Anin mengatakan, Indonesia terbuka untuk bekerja sama bisnis dengan semua pihak.
“Kami memposisikan diri sebagai mitra yang memberikan kesempatan setara bagi semua,” ujarnya.
Saat ditanya kemungkinan arah kerja sama akan lebih banyak ke China, Anin menegaskan bahwa Indonesia saat ini sedang berusaha menciptakan keseimbangan kerja sama dengan negara-negara Barat. Anin mencontohkan, perusahaan miliknya PT VKTR Teknologi Mobilitas Tbk memiliki Indo-Pacific Net-Zero Battery-Materials Corsortium (INBC) yang fokus pada kerja sama dengan negara-negara Barat.
“Kami memahami bahwa Eropa (termasuk) Inggris, dan Amerika Serikat (AS) membutuhkan material baterai berbasis nikel,“ kata Anin.
Berbicara mengenai AS yang sedang berinvestasi dalam industri EV, Anin menilai hal itu bisa menjadi peluang baik khususnya bagi Indonesia. Menurutnya, Indonesia bisa menjadi pemasok perangkat keras untuk industri EV di AS yang tentu memerlukan rantai pasokan yang berkelanjutan, tangguh, dan juga terjangkau serta efisien.
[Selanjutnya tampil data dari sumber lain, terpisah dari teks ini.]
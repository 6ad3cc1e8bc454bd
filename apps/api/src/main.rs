mod config;
mod errors;
mod llm_client;
mod routes;
mod state;
mod tailoring;

use anyhow::Result;
use std::net::SocketAddr;
use std::sync::Arc;
use tower_http::{cors::CorsLayer, trace::TraceLayer};
use tracing::{info, warn};
use tracing_subscriber::{layer::SubscriberExt, util::SubscriberInitExt, EnvFilter};

use crate::config::Config;
use crate::llm_client::{AnthropicClient, CompletionProvider};
use crate::routes::build_router;
use crate::state::AppState;

#[tokio::main]
async fn main() -> Result<()> {
    let config = Config::from_env()?;

    // Initialize structured logging
    tracing_subscriber::registry()
        .with(EnvFilter::try_from_default_env().unwrap_or_else(|_| {
            EnvFilter::new(format!("tailor_api={}", &config.rust_log))
        }))
        .with(tracing_subscriber::fmt::layer())
        .init();

    info!("Starting AI Resume Tailor API v{}", env!("CARGO_PKG_VERSION"));

    // Initialize the completion provider. The service still boots without a
    // credential so /health can report the misconfiguration to operators.
    let llm: Option<Arc<dyn CompletionProvider>> = match &config.anthropic_api_key {
        Some(api_key) => {
            info!("LLM client initialized (model: {})", llm_client::MODEL);
            Some(Arc::new(AnthropicClient::new(api_key.clone())))
        }
        None => {
            warn!("ANTHROPIC_API_KEY not set; /api/analyze will refuse requests");
            None
        }
    };

    // Build app state
    let state = AppState {
        llm,
        config: config.clone(),
    };

    // Build router
    let app = build_router(state)
        .layer(TraceLayer::new_for_http())
        .layer(CorsLayer::permissive()); // wide-open CORS for the static frontend

    let addr: SocketAddr = format!("0.0.0.0:{}", config.port).parse()?;
    info!("Listening on {addr}");

    let listener = tokio::net::TcpListener::bind(addr).await?;
    axum::serve(listener, app).await?;

    Ok(())
}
"Kita belum tahu bagaimana bentuknya nanti, apakah akan lebih mengarah ke kesepakatan bilateral, tetapi bagi Indonesia yang memulai dari posisi yang lebih rendah dan mengingat kita belum memiliki perjanjian perdagangan bebas (FTA) dengan AS, saya rasa ini bisa menjadi suatu potensi keuntungan dan kerja sama yang saling menguntungkan," ujar Anin pula.
Anin menjelaskan, Indonesia memang sangat berkeinginan dan membutuhkan peran dalam ekosistem rantai pasokan kendaraan listrik. Indonesia memiliki tekad kuat dan sumber daya yang diperlukan untuk berkontribusi pada dunia.
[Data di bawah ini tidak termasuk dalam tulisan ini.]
// All LLM prompt constants for the Tailoring module.
// Reuses cross-cutting fragments from llm_client::prompts.
//
// These blocks are content, not behavior: the service performs no
// classification or writing itself — the category detection and tailoring
// strategy are delegated entirely to the model via these instructions.

/// Fixed candidate background facts, embedded verbatim in every prompt.
pub const CANDIDATE_BACKGROUND: &str = r#"CANDIDATE BACKGROUND:
- Current Role: AI/ML Engineer (Contract) at Jefferies Group, Remote USA (Mar 2024-Present, concurrent with Master's)
- Previous Role: Associate AI/ML Engineer at Experian, Hyderabad India (Jan 2021-Dec 2022)
- Education: MS Computer Science, Lamar University (2023-2024); BTech CS (2016-2020)
- Programming: Python (expert), C++ (proficient), SQL, JavaScript
- Core Expertise: PyTorch, TensorFlow, production LLM applications, RAG systems, multi-agent workflows, automated testing
- Management Experience: Worked with 10 direct reports at Jefferies, collaborated with cross-functional teams, mentored junior engineers
- Key Achievements: 30% review time reduction, 62% latency improvement (850ms to 320ms using PyTorch optimization), 18% false positive reduction, 45% API cost reduction, 98%+ uptime, 15M+ records processed, 25% efficiency gain"#;

/// Fixed project inventory, embedded verbatim in every prompt.
pub const CORE_PROJECTS: &str = r#"CORE PROJECTS:
1. LLM Code Analyzer: Multi-agent code review (GPT-4o, Claude, DeepSeek), LangSmith observability, automated testing, Streamlit on Hugging Face
2. AI Learning Path Generator: RAG with ChromaDB/LlamaIndex, statistical optimization, CI/CD on Render
3. Multimodal Medical Assistant: PyTorch vision-language models for X-ray analysis, Whisper audio, Flask+Docker, quality workflows
4. Job Search Assistant: FastAPI+Next.js multi-agent platform with automated testing, Vercel+Render deployment"#;

/// Category self-classification block. The closed set of five specialist
/// categories, each with keyword signals and a positioning strategy. The
/// model classifies the posting before generating content; the service never
/// classifies locally.
pub const CATEGORY_DETECTION: &str = r#"CATEGORY DETECTION (do this FIRST, before writing any content):
Classify this job into exactly ONE of these five specialist categories using the keyword signals below.

1. "GenAI_LLM_Specialist"
   Signals: LLM, RAG, prompt engineering, agents, agentic, LangChain, LlamaIndex, vector database, embeddings, fine-tuning, GPT, Claude, Gemini
   Positioning: lead with production LLM applications, RAG retrieval, multi-agent workflows, and the 45% API cost reduction.

2. "ML_Platform_Engineer"
   Signals: MLOps, CI/CD, Kubernetes, Docker, model serving, deployment pipelines, AWS, Azure, infrastructure, scalability, monitoring
   Positioning: lead with deployment pipelines, 98%+ uptime, vLLM inference serving, and the 62% latency reduction.

3. "Applied_ML_Scientist"
   Signals: model training, PyTorch, TensorFlow, deep learning, statistical modeling, experimentation, research, publications, algorithms
   Positioning: lead with model development depth, 15M+ record datasets, fraud detection with 18% false positive reduction, and the Master's degree.

4. "Multimodal_Vision_Engineer"
   Signals: computer vision, image, video, vision-language, OCR, audio, speech, Whisper, multimodal, medical imaging
   Positioning: lead with the Multimodal Medical Assistant, PyTorch vision-language models, and Whisper audio integration.

5. "AI_Quality_Engineer"
   Signals: testing, QA, evaluation, benchmarks, quality metrics, observability, LangSmith, validation, A/B testing, reliability
   Positioning: lead with automated evaluation workflows, LangSmith observability, automated testing, and the 30% review time reduction.

If signals are mixed, pick the category with the most distinct signal hits and report lower confidence. Apply the winning category's positioning strategy to the summary, skill ordering, and bullet emphasis."#;

/// The exact expected output shape, with field-by-field instructions.
pub const OUTPUT_SKELETON: &str = r#"Generate tailored resume JSON focusing on THIS SPECIFIC JOB:
{
    "summary": "3-4 sentences emphasizing MOST RELEVANT experience to THIS job. Focus on what THIS role needs most.",
    "technical_skills": [
        "Programming & Development: Python, C++, SQL, JavaScript, REST APIs, Git/GitHub, FastAPI, Flask, Streamlit, AsyncIO",
        "AI/ML Frameworks & Tools: PyTorch, TensorFlow, Scikit-learn, Hugging Face Transformers, LangChain, LlamaIndex, XGBoost",
        "LLMs & Generative AI: OpenAI GPT-4o/GPT-5, Anthropic Claude Sonnet 4.5, Google Gemini 2.5 Pro, AI Model Fine-tuning, Prompt Engineering, Groq, Whisper",
        "MLOps & Deployment: Docker, CI/CD Pipelines, GitHub Actions, AWS (S3, Lambda, SageMaker), Azure (ML, Data Factory), vLLM, Render, Vercel, Automated Testing",
        "Data & Vector Databases: RAG Systems, Pinecone, ChromaDB, FAISS, Large-scale Datasets, Semantic Search, Pandas, NumPy, SQL Databases",
        "Development Tools & IDEs: Cursor AI, Windsurf AI, VS Code, Jupyter, Linux/Unix",
        "Monitoring & Evaluation: LangSmith, Weights & Biases, MLflow, Statistical Analysis, Model Performance Tracking, A/B Testing, Quality Metrics"
    ],
    "experience_bullets_jefferies": [
        "5 bullets reframing the Jefferies achievements toward what THIS job needs most"
    ],
    "experience_bullets_experian": [
        "4-5 bullets reframing the Experian achievements toward what THIS job needs most"
    ],
    "project_descriptions": [
        "4 descriptions, 1-2 sentences each, highlighting technologies mentioned in THIS job description"
    ],
    "keywords": ["15-20 critical keywords from job description"],
    "role_focus": "1 sentence describing what THIS specific role prioritizes most",
    "detected_category": {
        "primary": "exactly one of the five category labels above",
        "confidence": "high | medium | low",
        "signals": ["the job-description keywords that drove the classification"]
    },
    "core_focus_areas": "3-4 pipe-delimited focus keywords for the detected category, e.g. 'RAG Systems | LLM Applications | Production Deployment'"
}"#;

/// Tailoring rules: keyword budgets, metric preservation, bullet strategy.
pub const TAILORING_RULES: &str = r#"CRITICAL TAILORING RULES FOR THIS JOB:
1. **Match job priorities exactly**: If job emphasizes PyTorch, feature it prominently. If quality/testing, emphasize that. Don't use generic framing.
2. **Keyword frequency limits**:
   - Any single term: 2-4 times MAX across entire resume
   - "Agentic/agent": 3-4 times MAX (only if job mentions it 2+ times)
   - "PyTorch": 3-5 times if mentioned in requirements
   - "Quality/QA": 4-6 times if job is QA-focused
   - "Testing": 3-5 times if automated testing is key
3. **Preserve ALL metrics**: 30%, 62%, 850ms to 320ms, 18%, 45%, 98%+, 15M+, 25%
4. **Experience bullet strategy**:
   - Start with action verbs: Designed, Engineered, Developed, Built, Implemented, Optimized, Architected
   - Reframe SAME achievements to match THIS job's focus
   - Jefferies: 5 bullets emphasizing what THIS job needs most
   - Experian: 4-5 bullets emphasizing what THIS job needs most
5. **Technical skills**: Reorder tools within each category to put job-critical tech FIRST in each list
6. **PhD preference**: If job prefers PhD, emphasize Master's + 3 years experience + research-oriented projects
7. **C++ requirement**: If job requires C++, mention in skills AND add to at least one experience bullet
8. **Cross-functional collaboration**: If mentioned in job, emphasize teamwork, mentoring, communication in bullets
9. **Natural language**: Write like a human. Vary vocabulary. Don't stuff keywords robotically.
10. **Project descriptions**: 1-2 sentences highlighting technologies mentioned in THIS job description"#;

/// Self-check list the model runs before returning.
pub const QUALITY_CHECKLIST: &str = r#"QUALITY CHECK BEFORE RETURNING:
- Does summary directly address THIS job's main focus?
- Does detected_category match the strongest signals in the posting?
- Are technical skills ordered with THIS job's priorities first?
- Do experience bullets emphasize what THIS job cares about most?
- Is keyword usage natural (not repetitive/robotic)?
- Are all metrics preserved?
- Will this pass ATS for THIS specific job?"#;

/// Top-level prompt template. Block constants are substituted first, then
/// the caller-supplied fields.
const TAILORING_PROMPT_TEMPLATE: &str = r#"You are an expert resume writer and ATS optimization specialist. Analyze this job description and generate tailored resume content for Arun Kumar Chukkala.

{candidate_background}

{core_projects}

{category_detection}

JOB DESCRIPTION:
{job_description}

COMPANY: {company_name}
ROLE: {role_title}

{output_skeleton}

{tailoring_rules}

{quality_checklist}

Return ONLY valid JSON - no markdown, no code blocks, no preamble:"#;

/// Renders the full tailoring prompt for one request.
/// Pure function of its inputs plus the fixed template constants.
pub fn build_tailoring_prompt(
    job_description: &str,
    company_name: &str,
    role_title: &str,
) -> String {
    TAILORING_PROMPT_TEMPLATE
        .replace("{candidate_background}", CANDIDATE_BACKGROUND)
        .replace("{core_projects}", CORE_PROJECTS)
        .replace("{category_detection}", CATEGORY_DETECTION)
        .replace("{output_skeleton}", OUTPUT_SKELETON)
        .replace("{tailoring_rules}", TAILORING_RULES)
        .replace("{quality_checklist}", QUALITY_CHECKLIST)
        .replace("{job_description}", job_description)
        .replace("{company_name}", company_name)
        .replace("{role_title}", role_title)
}

#[cfg(test)]
mod tests {
    use super::*;
    use crate::tailoring::result::REQUIRED_KEYS;

    const SAMPLE_JD: &str = "We are hiring a Senior ML Engineer to build RAG pipelines \
        with LangChain and deploy LLM services on Kubernetes.";

    #[test]
    fn test_prompt_embeds_caller_fields() {
        let prompt = build_tailoring_prompt(SAMPLE_JD, "Acme Corp", "Senior_ML_Engineer");
        assert!(prompt.contains(SAMPLE_JD));
        assert!(prompt.contains("COMPANY: Acme Corp"));
        assert!(prompt.contains("ROLE: Senior_ML_Engineer"));
    }

    #[test]
    fn test_prompt_embeds_fixed_background_blocks() {
        let prompt = build_tailoring_prompt(SAMPLE_JD, "Acme Corp", "Senior_ML_Engineer");
        assert!(prompt.contains("CANDIDATE BACKGROUND:"));
        assert!(prompt.contains("Jefferies Group"));
        assert!(prompt.contains("CORE PROJECTS:"));
        assert!(prompt.contains("Multimodal Medical Assistant"));
    }

    #[test]
    fn test_prompt_contains_all_five_categories() {
        let prompt = build_tailoring_prompt(SAMPLE_JD, "Acme Corp", "Senior_ML_Engineer");
        for category in [
            "GenAI_LLM_Specialist",
            "ML_Platform_Engineer",
            "Applied_ML_Scientist",
            "Multimodal_Vision_Engineer",
            "AI_Quality_Engineer",
        ] {
            assert!(prompt.contains(category), "missing category {category}");
        }
    }

    #[test]
    fn test_prompt_skeleton_names_every_required_key() {
        let prompt = build_tailoring_prompt(SAMPLE_JD, "Acme Corp", "Senior_ML_Engineer");
        for key in REQUIRED_KEYS {
            assert!(
                prompt.contains(&format!("\"{key}\"")),
                "skeleton missing key {key}"
            );
        }
    }

    #[test]
    fn test_prompt_leaves_no_unfilled_placeholders() {
        let prompt = build_tailoring_prompt(SAMPLE_JD, "Acme Corp", "Senior_ML_Engineer");
        for placeholder in [
            "{candidate_background}",
            "{core_projects}",
            "{category_detection}",
            "{output_skeleton}",
            "{tailoring_rules}",
            "{quality_checklist}",
            "{job_description}",
            "{company_name}",
            "{role_title}",
        ] {
            assert!(!prompt.contains(placeholder), "unfilled {placeholder}");
        }
    }

    #[test]
    fn test_prompt_is_deterministic() {
        let a = build_tailoring_prompt(SAMPLE_JD, "Acme Corp", "Senior_ML_Engineer");
        let b = build_tailoring_prompt(SAMPLE_JD, "Acme Corp", "Senior_ML_Engineer");
        assert_eq!(a, b);
    }
}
Dari sisi sumber daya alam, Indonesia memiliki cadangan mineral strategis, yaitu 22 persen cadangan nikel dunia ada di Indonesia. Belum lagi ditambah dengan timah, tembaga, dan bauksit yang masuk dalam lima besar dunia. Dari sisi energi, kami memiliki potensi energi terbarukan yang luar biasa, mulai dari panas bumi, hidro, tenaga surya, hingga angin.
Pemerintah bahkan menargetkan pembangunan pembangkit listrik sebesar 100 gigawatt dalam 15 tahun ke depan, dengan 75 persen di antaranya dari energi terbarukan. Angka 75 gigawatt ini setara dengan total kapasitas pembangkit yang sudah terpasang di Indonesia saat ini.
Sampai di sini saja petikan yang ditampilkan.